## TO DO
The entries below are to be reproduced in full, exactly as written.

### RECORDS PROVIDED ###

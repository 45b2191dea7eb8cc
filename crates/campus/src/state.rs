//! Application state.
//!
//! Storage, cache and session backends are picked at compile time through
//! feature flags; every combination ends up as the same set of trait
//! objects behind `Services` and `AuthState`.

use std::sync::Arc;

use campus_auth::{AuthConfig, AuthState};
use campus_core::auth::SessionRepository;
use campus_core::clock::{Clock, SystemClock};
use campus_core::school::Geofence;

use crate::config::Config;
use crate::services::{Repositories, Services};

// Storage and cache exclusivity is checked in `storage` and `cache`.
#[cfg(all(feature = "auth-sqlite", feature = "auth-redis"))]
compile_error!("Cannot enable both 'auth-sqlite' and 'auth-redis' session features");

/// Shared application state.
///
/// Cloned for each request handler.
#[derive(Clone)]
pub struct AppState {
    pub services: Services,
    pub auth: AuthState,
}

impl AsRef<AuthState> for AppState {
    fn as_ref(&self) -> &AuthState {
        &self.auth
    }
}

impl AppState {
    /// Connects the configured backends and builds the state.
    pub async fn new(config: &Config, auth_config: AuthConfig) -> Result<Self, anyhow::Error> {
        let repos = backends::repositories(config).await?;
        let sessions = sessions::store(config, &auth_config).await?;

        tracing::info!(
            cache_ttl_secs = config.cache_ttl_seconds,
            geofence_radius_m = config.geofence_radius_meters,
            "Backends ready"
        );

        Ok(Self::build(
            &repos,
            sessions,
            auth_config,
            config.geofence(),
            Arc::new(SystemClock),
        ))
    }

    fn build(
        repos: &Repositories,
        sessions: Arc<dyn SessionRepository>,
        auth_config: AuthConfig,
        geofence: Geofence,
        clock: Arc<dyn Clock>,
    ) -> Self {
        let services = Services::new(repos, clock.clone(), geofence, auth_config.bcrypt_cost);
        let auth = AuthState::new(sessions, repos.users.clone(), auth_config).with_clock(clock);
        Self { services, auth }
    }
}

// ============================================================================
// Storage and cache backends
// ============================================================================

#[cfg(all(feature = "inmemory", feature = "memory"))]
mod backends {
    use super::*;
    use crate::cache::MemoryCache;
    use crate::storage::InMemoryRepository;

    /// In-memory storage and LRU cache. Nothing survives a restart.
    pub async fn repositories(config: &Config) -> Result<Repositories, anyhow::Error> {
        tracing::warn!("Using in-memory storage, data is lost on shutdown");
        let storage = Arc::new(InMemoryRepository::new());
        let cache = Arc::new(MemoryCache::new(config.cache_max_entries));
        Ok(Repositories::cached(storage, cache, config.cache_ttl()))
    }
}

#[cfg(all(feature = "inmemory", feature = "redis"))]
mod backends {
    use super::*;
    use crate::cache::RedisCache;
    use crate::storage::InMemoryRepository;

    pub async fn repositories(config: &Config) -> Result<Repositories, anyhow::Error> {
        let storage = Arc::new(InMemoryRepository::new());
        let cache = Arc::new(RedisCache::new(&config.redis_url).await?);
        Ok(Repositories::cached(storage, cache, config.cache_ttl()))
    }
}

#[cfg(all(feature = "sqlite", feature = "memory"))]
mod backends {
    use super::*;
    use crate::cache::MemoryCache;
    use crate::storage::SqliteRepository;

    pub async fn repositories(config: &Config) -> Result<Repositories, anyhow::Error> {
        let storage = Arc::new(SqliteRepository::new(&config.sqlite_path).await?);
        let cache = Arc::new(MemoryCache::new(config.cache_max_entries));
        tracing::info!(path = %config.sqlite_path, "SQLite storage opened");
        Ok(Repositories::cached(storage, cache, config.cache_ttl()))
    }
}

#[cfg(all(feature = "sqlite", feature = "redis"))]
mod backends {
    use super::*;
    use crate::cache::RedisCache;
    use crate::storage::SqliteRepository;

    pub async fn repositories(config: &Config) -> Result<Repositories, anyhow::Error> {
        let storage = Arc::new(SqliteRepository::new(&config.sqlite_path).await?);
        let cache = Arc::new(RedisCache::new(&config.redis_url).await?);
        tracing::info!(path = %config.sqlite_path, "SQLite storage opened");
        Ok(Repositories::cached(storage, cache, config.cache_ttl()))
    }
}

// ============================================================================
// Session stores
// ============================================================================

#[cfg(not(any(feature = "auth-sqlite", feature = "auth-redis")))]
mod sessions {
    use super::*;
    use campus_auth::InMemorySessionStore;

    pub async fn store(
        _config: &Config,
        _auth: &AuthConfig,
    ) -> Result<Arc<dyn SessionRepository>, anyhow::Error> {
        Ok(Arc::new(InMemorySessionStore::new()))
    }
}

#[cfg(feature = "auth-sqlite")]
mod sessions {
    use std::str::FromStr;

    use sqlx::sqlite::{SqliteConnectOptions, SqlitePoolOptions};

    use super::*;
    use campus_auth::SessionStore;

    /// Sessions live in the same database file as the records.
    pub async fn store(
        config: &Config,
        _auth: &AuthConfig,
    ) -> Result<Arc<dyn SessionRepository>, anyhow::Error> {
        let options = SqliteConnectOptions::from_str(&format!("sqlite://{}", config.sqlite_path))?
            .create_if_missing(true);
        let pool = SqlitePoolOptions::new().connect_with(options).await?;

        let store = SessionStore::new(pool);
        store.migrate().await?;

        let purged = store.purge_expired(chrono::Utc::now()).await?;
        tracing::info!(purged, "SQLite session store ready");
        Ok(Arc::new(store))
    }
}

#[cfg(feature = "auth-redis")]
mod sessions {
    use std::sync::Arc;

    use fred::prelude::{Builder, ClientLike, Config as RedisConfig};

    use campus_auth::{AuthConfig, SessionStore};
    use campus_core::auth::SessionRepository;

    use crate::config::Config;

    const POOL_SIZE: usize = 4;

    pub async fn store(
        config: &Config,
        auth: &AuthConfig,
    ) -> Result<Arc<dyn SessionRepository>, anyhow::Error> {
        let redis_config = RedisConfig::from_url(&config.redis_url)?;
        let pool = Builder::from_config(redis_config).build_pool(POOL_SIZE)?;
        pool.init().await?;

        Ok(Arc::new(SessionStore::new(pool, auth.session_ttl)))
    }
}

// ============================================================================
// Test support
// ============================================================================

###

## SOLUTION TO THIS PROBLEM
repository 45b2191dea7eb8cc
filename crates/campus/src/state.rs
//! Application state.
//!
//! Storage, cache and session backends are picked at compile time through
//! feature flags; every combination ends up as the same set of trait
//! objects behind `Services` and `AuthState`.

use std::sync::Arc;

use campus_auth::{AuthConfig, AuthState};
use campus_core::auth::SessionRepository;
use campus_core::clock::{Clock, SystemClock};
use campus_core::school::Geofence;

use crate::config::Config;
use crate::services::{Repositories, Services};

// Storage and cache exclusivity is checked in `storage` and `cache`.
#[cfg(all(feature = "auth-sqlite", feature = "auth-redis"))]
compile_error!("Cannot enable both 'auth-sqlite' and 'auth-redis' session features");

/// Shared application state.
///
/// Cloned for each request handler.
#[derive(Clone)]
pub struct AppState {
    pub services: Services,
    pub auth: AuthState,
}

impl AsRef<AuthState> for AppState {
    fn as_ref(&self) -> &AuthState {
        &self.auth
    }
}

impl AppState {
    /// Connects the configured backends and builds the state.
    pub async fn new(config: &Config, auth_config: AuthConfig) -> Result<Self, anyhow::Error> {
        let repos = backends::repositories(config).await?;
        let sessions = sessions::store(config, &auth_config).await?;

        tracing::info!(
            cache_ttl_secs = config.cache_ttl_seconds,
            geofence_radius_m = config.geofence_radius_meters,
            "Backends ready"
        );

        Ok(Self::build(
            &repos,
            sessions,
            auth_config,
            config.geofence(),
            Arc::new(SystemClock),
        ))
    }

    fn build(
        repos: &Repositories,
        sessions: Arc<dyn SessionRepository>,
        auth_config: AuthConfig,
        geofence: Geofence,
        clock: Arc<dyn Clock>,
    ) -> Self {
        let services = Services::new(repos, clock.clone(), geofence, auth_config.bcrypt_cost);
        let auth = AuthState::new(sessions, repos.users.clone(), auth_config).with_clock(clock);
        Self { services, auth }
    }
}

// ============================================================================
// Storage and cache backends
// ============================================================================

#[cfg(all(feature = "inmemory", feature = "memory"))]
mod backends {
    use super::*;
    use crate::cache::MemoryCache;
    use crate::storage::InMemoryRepository;

    /// In-memory storage and LRU cache. Nothing survives a restart.
    pub async fn repositories(config: &Config) -> Result<Repositories, anyhow::Error> {
        tracing::warn!("Using in-memory storage, data is lost on shutdown");
        let storage = Arc::new(InMemoryRepository::new());
        let cache = Arc::new(MemoryCache::new(config.cache_max_entries));
        Ok(Repositories::cached(storage, cache, config.cache_ttl()))
    }
}

#[cfg(all(feature = "inmemory", feature = "redis"))]
mod backends {
    use super::*;
    use crate::cache::RedisCache;
    use crate::storage::InMemoryRepository;

    pub async fn repositories(config: &Config) -> Result<Repositories, anyhow::Error> {
        let storage = Arc::new(InMemoryRepository::new());
        let cache = Arc::new(RedisCache::new(&config.redis_url).await?);
        Ok(Repositories::cached(storage, cache, config.cache_ttl()))
    }
}

#[cfg(all(feature = "sqlite", feature = "memory"))]
mod backends {
    use super::*;
    use crate::cache::MemoryCache;
    use crate::storage::SqliteRepository;

    pub async fn repositories(config: &Config) -> Result<Repositories, anyhow::Error> {
        let storage = Arc::new(SqliteRepository::new(&config.sqlite_path).await?);
        let cache = Arc::new(MemoryCache::new(config.cache_max_entries));
        tracing::info!(path = %config.sqlite_path, "SQLite storage opened");
        Ok(Repositories::cached(storage, cache, config.cache_ttl()))
    }
}

#[cfg(all(feature = "sqlite", feature = "redis"))]
mod backends {
    use super::*;
    use crate::cache::RedisCache;
    use crate::storage::SqliteRepository;

    pub async fn repositories(config: &Config) -> Result<Repositories, anyhow::Error> {
        let storage = Arc::new(SqliteRepository::new(&config.sqlite_path).await?);
        let cache = Arc::new(RedisCache::new(&config.redis_url).await?);
        tracing::info!(path = %config.sqlite_path, "SQLite storage opened");
        Ok(Repositories::cached(storage, cache, config.cache_ttl()))
    }
}

// ============================================================================
// Session stores
// ============================================================================

#[cfg(not(any(feature = "auth-sqlite", feature = "auth-redis")))]
mod sessions {
    use super::*;
    use campus_auth::InMemorySessionStore;

    pub async fn store(
        _config: &Config,
        _auth: &AuthConfig,
    ) -> Result<Arc<dyn SessionRepository>, anyhow::Error> {
        Ok(Arc::new(InMemorySessionStore::new()))
    }
}

#[cfg(feature = "auth-sqlite")]
mod sessions {
    use std::str::FromStr;

    use sqlx::sqlite::{SqliteConnectOptions, SqlitePoolOptions};

    use super::*;
    use campus_auth::SessionStore;

    /// Sessions live in the same database file as the records.
    pub async fn store(
        config: &Config,
        _auth: &AuthConfig,
    ) -> Result<Arc<dyn SessionRepository>, anyhow::Error> {
        let options = SqliteConnectOptions::from_str(&format!("sqlite://{}", config.sqlite_path))?
            .create_if_missing(true);
        let pool = SqlitePoolOptions::new().connect_with(options).await?;

        let store = SessionStore::new(pool);
        store.migrate().await?;

        let purged = store.purge_expired(chrono::Utc::now()).await?;
        tracing::info!(purged, "SQLite session store ready");
        Ok(Arc::new(store))
    }
}

#[cfg(feature = "auth-redis")]
mod sessions {
    use std::sync::Arc;

    use fred::prelude::{Builder, ClientLike, Config as RedisConfig};

    use campus_auth::{AuthConfig, SessionStore};
    use campus_core::auth::SessionRepository;

    use crate::config::Config;

    const POOL_SIZE: usize = 4;

    pub async fn store(
        config: &Config,
        auth: &AuthConfig,
    ) -> Result<Arc<dyn SessionRepository>, anyhow::Error> {
        let redis_config = RedisConfig::from_url(&config.redis_url)?;
        let pool = Builder::from_config(redis_config).build_pool(POOL_SIZE)?;
        pool.init().await?;

        Ok(Arc::new(SessionStore::new(pool, auth.session_ttl)))
    }
}

// ============================================================================
// Test support
// ============================================================================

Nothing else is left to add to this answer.